* BRIEF *
Return all lines of the records that contain the word "once".

* AVAILABLE DATA *
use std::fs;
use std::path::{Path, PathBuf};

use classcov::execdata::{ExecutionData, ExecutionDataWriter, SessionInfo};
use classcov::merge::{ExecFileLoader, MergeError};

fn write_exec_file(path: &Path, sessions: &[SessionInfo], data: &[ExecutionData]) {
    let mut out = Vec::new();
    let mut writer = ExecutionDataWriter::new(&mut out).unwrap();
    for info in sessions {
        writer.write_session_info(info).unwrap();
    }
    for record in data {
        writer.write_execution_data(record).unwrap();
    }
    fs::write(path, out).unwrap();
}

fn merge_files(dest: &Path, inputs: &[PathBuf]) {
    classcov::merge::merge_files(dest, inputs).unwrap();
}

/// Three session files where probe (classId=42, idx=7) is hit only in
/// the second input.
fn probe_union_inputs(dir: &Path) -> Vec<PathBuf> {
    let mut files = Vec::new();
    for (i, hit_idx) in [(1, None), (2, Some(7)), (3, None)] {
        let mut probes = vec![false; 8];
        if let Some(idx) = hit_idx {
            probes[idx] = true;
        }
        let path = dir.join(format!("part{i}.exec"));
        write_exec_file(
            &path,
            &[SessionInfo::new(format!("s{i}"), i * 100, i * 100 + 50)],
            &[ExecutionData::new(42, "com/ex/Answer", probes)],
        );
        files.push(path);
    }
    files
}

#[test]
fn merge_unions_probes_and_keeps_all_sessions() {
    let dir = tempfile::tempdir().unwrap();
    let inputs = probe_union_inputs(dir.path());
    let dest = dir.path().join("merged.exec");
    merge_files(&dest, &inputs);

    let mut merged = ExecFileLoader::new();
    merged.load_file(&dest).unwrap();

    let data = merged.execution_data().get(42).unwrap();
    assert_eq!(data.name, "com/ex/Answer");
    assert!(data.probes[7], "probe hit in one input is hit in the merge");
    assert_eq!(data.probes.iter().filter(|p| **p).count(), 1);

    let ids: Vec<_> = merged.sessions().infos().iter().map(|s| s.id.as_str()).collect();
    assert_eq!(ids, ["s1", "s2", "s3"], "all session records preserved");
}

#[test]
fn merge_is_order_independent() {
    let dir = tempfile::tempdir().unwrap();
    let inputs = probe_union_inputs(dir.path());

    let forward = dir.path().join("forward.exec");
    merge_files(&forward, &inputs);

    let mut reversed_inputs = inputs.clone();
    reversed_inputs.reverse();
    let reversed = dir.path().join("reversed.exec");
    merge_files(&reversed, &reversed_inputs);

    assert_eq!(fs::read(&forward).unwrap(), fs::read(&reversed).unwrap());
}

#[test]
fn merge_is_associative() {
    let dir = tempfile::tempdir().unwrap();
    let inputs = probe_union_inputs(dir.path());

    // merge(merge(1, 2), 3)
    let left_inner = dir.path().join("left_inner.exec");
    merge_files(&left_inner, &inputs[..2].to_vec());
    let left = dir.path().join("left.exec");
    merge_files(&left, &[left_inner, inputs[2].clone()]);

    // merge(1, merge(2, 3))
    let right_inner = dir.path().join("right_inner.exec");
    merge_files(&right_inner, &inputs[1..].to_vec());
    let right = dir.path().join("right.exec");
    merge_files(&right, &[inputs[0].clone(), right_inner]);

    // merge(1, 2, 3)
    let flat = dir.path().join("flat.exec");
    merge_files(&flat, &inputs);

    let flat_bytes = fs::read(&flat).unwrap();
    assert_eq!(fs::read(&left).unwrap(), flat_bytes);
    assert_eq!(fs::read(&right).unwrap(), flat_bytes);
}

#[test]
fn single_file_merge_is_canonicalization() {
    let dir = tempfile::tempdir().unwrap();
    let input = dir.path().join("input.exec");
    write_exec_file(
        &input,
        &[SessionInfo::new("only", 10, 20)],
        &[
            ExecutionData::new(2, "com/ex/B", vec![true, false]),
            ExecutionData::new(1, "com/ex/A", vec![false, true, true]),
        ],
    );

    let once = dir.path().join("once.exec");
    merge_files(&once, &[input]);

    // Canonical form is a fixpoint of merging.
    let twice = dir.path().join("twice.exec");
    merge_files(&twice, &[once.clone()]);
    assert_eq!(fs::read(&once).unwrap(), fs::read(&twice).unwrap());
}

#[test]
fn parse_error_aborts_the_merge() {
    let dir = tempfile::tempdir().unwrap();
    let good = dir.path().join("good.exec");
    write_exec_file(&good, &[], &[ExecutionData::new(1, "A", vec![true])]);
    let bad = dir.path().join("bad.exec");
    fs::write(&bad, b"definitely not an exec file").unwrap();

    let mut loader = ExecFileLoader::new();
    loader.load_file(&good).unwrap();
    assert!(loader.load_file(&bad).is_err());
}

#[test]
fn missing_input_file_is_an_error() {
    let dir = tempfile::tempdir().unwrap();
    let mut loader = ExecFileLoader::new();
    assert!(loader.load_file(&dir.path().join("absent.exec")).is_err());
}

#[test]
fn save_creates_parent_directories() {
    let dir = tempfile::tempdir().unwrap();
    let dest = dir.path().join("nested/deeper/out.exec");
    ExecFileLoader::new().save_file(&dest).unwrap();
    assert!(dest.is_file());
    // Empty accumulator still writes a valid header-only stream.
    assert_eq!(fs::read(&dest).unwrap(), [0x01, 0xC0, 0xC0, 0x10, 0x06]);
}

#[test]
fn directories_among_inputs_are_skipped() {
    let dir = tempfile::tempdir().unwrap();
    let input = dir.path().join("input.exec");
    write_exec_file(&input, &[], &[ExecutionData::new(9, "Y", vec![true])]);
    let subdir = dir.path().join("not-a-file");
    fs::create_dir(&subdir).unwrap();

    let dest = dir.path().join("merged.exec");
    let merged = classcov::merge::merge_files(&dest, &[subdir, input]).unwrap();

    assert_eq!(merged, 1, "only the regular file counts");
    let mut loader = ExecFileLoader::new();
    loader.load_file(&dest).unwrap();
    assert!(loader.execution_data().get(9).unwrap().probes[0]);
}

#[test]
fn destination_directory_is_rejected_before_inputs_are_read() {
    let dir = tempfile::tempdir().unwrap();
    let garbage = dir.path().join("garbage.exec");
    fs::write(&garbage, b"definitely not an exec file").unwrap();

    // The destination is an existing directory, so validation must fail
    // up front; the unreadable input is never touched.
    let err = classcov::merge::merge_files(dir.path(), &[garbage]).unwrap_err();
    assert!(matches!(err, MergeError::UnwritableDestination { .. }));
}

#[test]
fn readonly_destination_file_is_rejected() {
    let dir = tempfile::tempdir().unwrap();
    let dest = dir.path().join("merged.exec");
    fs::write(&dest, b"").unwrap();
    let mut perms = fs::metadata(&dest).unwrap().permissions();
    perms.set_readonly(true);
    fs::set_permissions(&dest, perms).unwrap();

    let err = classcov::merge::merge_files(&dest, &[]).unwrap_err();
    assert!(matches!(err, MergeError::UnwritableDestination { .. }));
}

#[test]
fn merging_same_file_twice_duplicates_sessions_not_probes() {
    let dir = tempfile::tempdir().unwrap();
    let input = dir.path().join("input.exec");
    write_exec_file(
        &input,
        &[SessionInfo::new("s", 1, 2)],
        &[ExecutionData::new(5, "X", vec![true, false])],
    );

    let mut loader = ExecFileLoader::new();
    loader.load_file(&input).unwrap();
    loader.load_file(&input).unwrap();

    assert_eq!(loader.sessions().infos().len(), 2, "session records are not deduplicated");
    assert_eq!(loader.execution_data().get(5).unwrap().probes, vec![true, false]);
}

* WRITTEN REPLY *
    let once = dir.path().join("once.exec");
    merge_files(&once, &[input]);
    merge_files(&twice, &[once.clone()]);
    assert_eq!(fs::read(&once).unwrap(), fs::read(&twice).unwrap());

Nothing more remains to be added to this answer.